Collected data entries:
______

//! 测试工具：内存后端、记录型监听器和测试日志

use crate::coach::advice::{Advice, AdviceSummary, CreateAdviceRequest};
use crate::coach::backend::CoachBackend;
use crate::coach::client::{ClientConfig, CoachClient};
use crate::coach::db::create_sqlite_pool_with_migration;
use crate::coach::listener::CoachListener;
use crate::coach::relationship::{CreateRelationshipRequest, Relationship};
use crate::coach::session::{ChatRequest, ChatResponse, SessionContext, SessionHistory, SessionSummary};
use crate::coach::storage::LocalStorage;
use crate::coach::types::HealthStatus;
use crate::coach::user::{CreateUserRequest, SelfAssessment, UserProfile};
use anyhow::Result;
use async_trait::async_trait;
use std::collections::{HashMap, HashSet};
use std::sync::{Arc, Mutex, Once};

static INIT_LOGGER: Once = Once::new();

pub(crate) fn init_test_logger() {
    INIT_LOGGER.call_once(|| {
        use tracing_subscriber::prelude::*;
        use tracing_subscriber::EnvFilter;

        let filter_layer = EnvFilter::new("info,luvvtapp_client_rust=debug,sqlx=warn");

        let fmt_layer = tracing_subscriber::fmt::layer()
            .with_file(true)
            .with_line_number(true)
            .with_target(false)
            .with_test_writer();

        tracing_subscriber::registry()
            .with(filter_layer)
            .with(fmt_layer)
            .init();
    });
}

/// 内存后端的全部数据，测试中可直接检查请求体
#[derive(Default)]
pub(crate) struct FakeState {
    pub users: HashMap<String, UserProfile>,
    pub user_requests: Vec<serde_json::Value>,
    pub relationships: Vec<Relationship>,
    pub sessions: Vec<SessionSummary>,
    pub histories: HashMap<String, SessionHistory>,
    pub chat_requests: Vec<serde_json::Value>,
    pub advice: Vec<Advice>,
    pub advice_requests: Vec<serde_json::Value>,
    /// 需要失败的操作名
    pub failing: HashSet<&'static str>,
    next_id: u32,
}

impl FakeState {
    fn next_id(&mut self, prefix: &str) -> String {
        self.next_id += 1;
        format!("{}-{}", prefix, self.next_id)
    }
}

#[derive(Default)]
pub(crate) struct FakeBackend {
    pub state: Mutex<FakeState>,
}

impl FakeBackend {
    pub fn with_user(user_id: &str, name: &str) -> Self {
        let backend = Self::default();
        backend.state().users.insert(
            user_id.to_string(),
            UserProfile {
                user_id: user_id.to_string(),
                name: name.to_string(),
                email: format!("{}@example.com", name.to_lowercase()),
                self_assessment: None,
                created_at: None,
            },
        );
        backend
    }

    pub fn state(&self) -> std::sync::MutexGuard<'_, FakeState> {
        self.state.lock().unwrap()
    }

    pub fn fail(&self, operation: &'static str) {
        self.state().failing.insert(operation);
    }

    pub fn recover(&self, operation: &'static str) {
        self.state().failing.remove(operation);
    }

    fn check(&self, operation: &'static str) -> Result<()> {
        if self.state().failing.contains(operation) {
            return Err(anyhow::anyhow!("HTTP 错误 500 Internal Server Error: {}", operation));
        }
        Ok(())
    }
}

#[async_trait]
impl CoachBackend for FakeBackend {
    async fn health_check(&self) -> Result<HealthStatus> {
        self.check("health_check")?;
        Ok(HealthStatus {
            status: "healthy".to_string(),
            database: Some("connected".to_string()),
            openai: None,
        })
    }

    async fn create_user(&self, req: &CreateUserRequest) -> Result<()> {
        self.check("create_user")?;
        let mut state = self.state();
        state.user_requests.push(serde_json::to_value(req)?);
        state.users.insert(
            req.user_id.clone(),
            UserProfile {
                user_id: req.user_id.clone(),
                name: req.name.clone(),
                email: req.email.clone(),
                self_assessment: req.self_assessment.clone(),
                created_at: None,
            },
        );
        Ok(())
    }

    async fn get_user(&self, user_id: &str) -> Result<Option<UserProfile>> {
        self.check("get_user")?;
        Ok(self.state().users.get(user_id).cloned())
    }

    async fn update_assessment(&self, user_id: &str, assessment: &SelfAssessment) -> Result<()> {
        self.check("update_assessment")?;
        let mut state = self.state();
        let user = state
            .users
            .get_mut(user_id)
            .ok_or_else(|| anyhow::anyhow!("HTTP 错误 404 Not Found: User not found"))?;
        user.self_assessment = Some(assessment.clone());
        Ok(())
    }

    async fn get_relationships(&self, user_id: &str) -> Result<Vec<Relationship>> {
        self.check("get_relationships")?;
        Ok(self
            .state()
            .relationships
            .iter()
            .filter(|r| r.user_id == user_id)
            .cloned()
            .collect())
    }

    async fn create_relationship(&self, req: &CreateRelationshipRequest) -> Result<()> {
        self.check("create_relationship")?;
        let mut state = self.state();
        // 与后端一致：同一用户同一关系类型只保留一条
        state
            .relationships
            .retain(|r| !(r.user_id == req.user_id && r.relationship_type == req.relationship_type));
        state.relationships.push(Relationship::from_snapshot(
            &req.user_id,
            req.relationship_type,
            req.partner_profile.clone(),
        ));
        Ok(())
    }

    async fn get_sessions(&self, user_id: &str) -> Result<Vec<SessionSummary>> {
        self.check("get_sessions")?;
        Ok(self
            .state()
            .sessions
            .iter()
            .filter(|s| s.user_id == user_id)
            .cloned()
            .collect())
    }

    async fn get_session_history(&self, session_id: &str) -> Result<SessionHistory> {
        self.check("get_session_history")?;
        self.state()
            .histories
            .get(session_id)
            .cloned()
            .ok_or_else(|| anyhow::anyhow!("HTTP 错误 404 Not Found: Session not found"))
    }

    async fn delete_session(&self, session_id: &str) -> Result<()> {
        self.check("delete_session")?;
        let mut state = self.state();
        let before = state.sessions.len();
        state.sessions.retain(|s| s.session_id != session_id);
        state.histories.remove(session_id);
        if state.sessions.len() == before {
            return Err(anyhow::anyhow!("HTTP 错误 404 Not Found: Session not found"));
        }
        Ok(())
    }

    async fn chat(&self, req: &ChatRequest) -> Result<ChatResponse> {
        self.check("chat")?;
        let mut state = self.state();
        state.chat_requests.push(serde_json::to_value(req)?);

        let session_id = match &req.session_id {
            Some(id) => id.clone(),
            None => {
                let id = state.next_id("s");
                state.sessions.insert(
                    0,
                    SessionSummary {
                        session_id: id.clone(),
                        user_id: req.user_id.clone(),
                        context: SessionContext::from_parts(
                            Some(req.relationship_type.as_str()),
                            req.partner_profile.clone(),
                        ),
                        created_at: None,
                        updated_at: None,
                    },
                );
                id
            }
        };
        Ok(ChatResponse {
            session_id,
            response: format!("coach: {}", req.message),
            tokens_used: Some(42),
        })
    }

    async fn get_advice_list(&self, user_id: &str) -> Result<Vec<AdviceSummary>> {
        self.check("get_advice_list")?;
        Ok(self
            .state()
            .advice
            .iter()
            .filter(|a| a.user_id == user_id)
            .map(AdviceSummary::from)
            .collect())
    }

    async fn get_advice(&self, advice_id: &str) -> Result<Advice> {
        self.check("get_advice")?;
        self.state()
            .advice
            .iter()
            .find(|a| a.advice_id == advice_id)
            .cloned()
            .ok_or_else(|| anyhow::anyhow!("HTTP 错误 404 Not Found: Advice not found"))
    }

    async fn create_advice(&self, req: &CreateAdviceRequest) -> Result<Advice> {
        self.check("create_advice")?;
        let mut state = self.state();
        state.advice_requests.push(serde_json::to_value(req)?);
        let advice = Advice {
            advice_id: state.next_id("a"),
            user_id: req.user_id.clone(),
            topic: req.topic.clone(),
            situation: req.situation.clone(),
            partner_profile: req.partner_profile.clone(),
            content: format!("Some thoughts on {}.", req.topic),
            created_at: None,
            preview: None,
        };
        state.advice.insert(0, advice.clone());
        Ok(advice)
    }

    async fn delete_advice(&self, advice_id: &str) -> Result<()> {
        self.check("delete_advice")?;
        let mut state = self.state();
        let before = state.advice.len();
        state.advice.retain(|a| a.advice_id != advice_id);
        if state.advice.len() == before {
            return Err(anyhow::anyhow!("HTTP 错误 404 Not Found: Advice not found"));
        }
        Ok(())
    }
}

/// 记录所有回调的监听器，事件格式为 `回调名:参数`
#[derive(Default)]
pub(crate) struct RecordingListener {
    pub events: Mutex<Vec<(String, String)>>,
}

impl RecordingListener {
    fn record(&self, name: &str, payload: String) {
        self.events.lock().unwrap().push((name.to_string(), payload));
    }

    /// 指定回调收到的全部参数
    pub fn payloads(&self, name: &str) -> Vec<String> {
        self.events
            .lock()
            .unwrap()
            .iter()
            .filter(|(n, _)| n == name)
            .map(|(_, p)| p.clone())
            .collect()
    }
}

#[async_trait]
impl CoachListener for RecordingListener {
    async fn on_user_changed(&self, user_json: String) {
        self.record("user", user_json);
    }
    async fn on_relationships_changed(&self, relationships_json: String) {
        self.record("relationships", relationships_json);
    }
    async fn on_context_changed(&self, relationship_json: String) {
        self.record("context", relationship_json);
    }
    async fn on_messages_changed(&self, messages_json: String) {
        self.record("messages", messages_json);
    }
    async fn on_sessions_changed(&self, sessions_json: String) {
        self.record("sessions", sessions_json);
    }
    async fn on_advice_list_changed(&self, advice_json: String) {
        self.record("advice_list", advice_json);
    }
    async fn on_current_advice_changed(&self, advice_json: String) {
        self.record("current_advice", advice_json);
    }
    async fn on_request_failed(&self, operation: String, _error: String) {
        self.record("failed", operation);
    }
}

/// 内存数据库上的本地存储
pub(crate) async fn memory_storage() -> LocalStorage {
    let pool = create_sqlite_pool_with_migration("sqlite::memory:")
        .await
        .unwrap();
    LocalStorage::new(pool, "luvvtapp".to_string())
}

/// 创建使用内存后端的客户端；`cached_user_id` 会预先写入本地存储
pub(crate) async fn test_client(
    backend: Arc<FakeBackend>,
    cached_user_id: Option<&str>,
) -> CoachClient {
    init_test_logger();
    let storage = memory_storage().await;
    if let Some(id) = cached_user_id {
        storage.set_user_id(id).await.unwrap();
    }
    CoachClient::with_backend(ClientConfig::new(), backend, storage)
}

/// 只应答一次的本地 HTTP 服务：返回固定状态和 body，并交出收到的原始请求
pub(crate) async fn serve_once(
    status: u16,
    body: &'static str,
) -> (String, tokio::task::JoinHandle<String>) {
    use tokio::io::{AsyncReadExt, AsyncWriteExt};

    let listener = tokio::net::TcpListener::bind("127.0.0.1:0").await.unwrap();
    let base_url = format!("http://{}", listener.local_addr().unwrap());

    let handle = tokio::spawn(async move {
        let (mut socket, _) = listener.accept().await.unwrap();
        let mut request = Vec::new();
        let mut chunk = [0u8; 4096];
        while !request_complete(&request) {
            let n = socket.read(&mut chunk).await.unwrap();
            if n == 0 {
                break;
            }
            request.extend_from_slice(&chunk[..n]);
        }

        let reason = match status {
            200 => "OK",
            404 => "Not Found",
            422 => "Unprocessable Entity",
            500 => "Internal Server Error",
            _ => "Unknown",
        };
        let reply = format!(
            "HTTP/1.1 {} {}\r\ncontent-type: application/json\r\ncontent-length: {}\r\nconnection: close\r\n\r\n{}",
            status,
            reason,
            body.len(),
            body
        );
        socket.write_all(reply.as_bytes()).await.unwrap();
        let _ = socket.shutdown().await;
        String::from_utf8_lossy(&request).into_owned()
    });

    (base_url, handle)
}

/// 请求头和 content-length 指定的 body 都已读完
fn request_complete(buf: &[u8]) -> bool {
    let text = String::from_utf8_lossy(buf);
    let Some(header_end) = text.find("\r\n\r\n") else {
        return false;
    };
    let content_length = text[..header_end]
        .lines()
        .find_map(|line| {
            line.to_ascii_lowercase()
                .strip_prefix("content-length:")
                .and_then(|v| v.trim().parse::<usize>().ok())
        })
        .unwrap_or(0);
    buf.len() >= header_end + 4 + content_length
}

______

Goal of the exercise: The required output is each line of the entries that contains the word "failing".

Answer section:
    pub failing: HashSet<&'static str>,
        self.state().failing.insert(operation);
        self.state().failing.remove(operation);
        if self.state().failing.contains(operation) {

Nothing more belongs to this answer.